With regard to clinical issues that affect older people, it can be stated that frailty is one of the most significant disease, as it can determine the occurrence of obesity, depression, risk of falls, and many others [1]. Frailty is a disorder that usually emerges from the sixtieth year of life, due to the loss of physical and psychological abilities, and involving loss of muscle tone, mass, and strength. The incidence of this latter condition, known as “sarcopenia”, is expected to dramatically increase in the next 30 years [2].
Physical activity is essential for preventing physical and cognitive decline. Therefore, tools that facilitate active ageing are expected to prevent socio-sanitary issues and help in making seniority a valuable resource rather than an issue of concern.
Technology represents one of the more efficient tools to take on such task, as it facilitates the replicability of human-centered trials. In particular, there is a technology field in which several studies have been carried out in recent years and that seems very promising for the future of research: humanoid robotics.

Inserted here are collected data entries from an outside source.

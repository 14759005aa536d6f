//! Security tools: passwords, hashing, encodings and file hygiene.

pub mod archive;
pub mod codec;
pub mod files;
pub mod password;
//! Command-line interface module.
//!
//! Provides argument parsing and dispatch to the tools.

pub mod args;
pub mod commands;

A study carried out by the Architecture and Design Department of the University of Genoa is investigating the use of a humanoid robot, Pepper, as a tutor in training sessions for elderly in order to prevent sarcopenia. In this paper we analyse and compare proprieties and features of different humanoid robots, in order to highlight which of them are suitable for the design of a humanoid robot to be used in the prevention of sarcopenia.
2 Humanoid Robotics
Humanoids are robots which are chiefly humanlike in their morphology and behaviour. Eaton [3] outline a detailed taxonomy for n + 1 separate levels of embodied humanoid.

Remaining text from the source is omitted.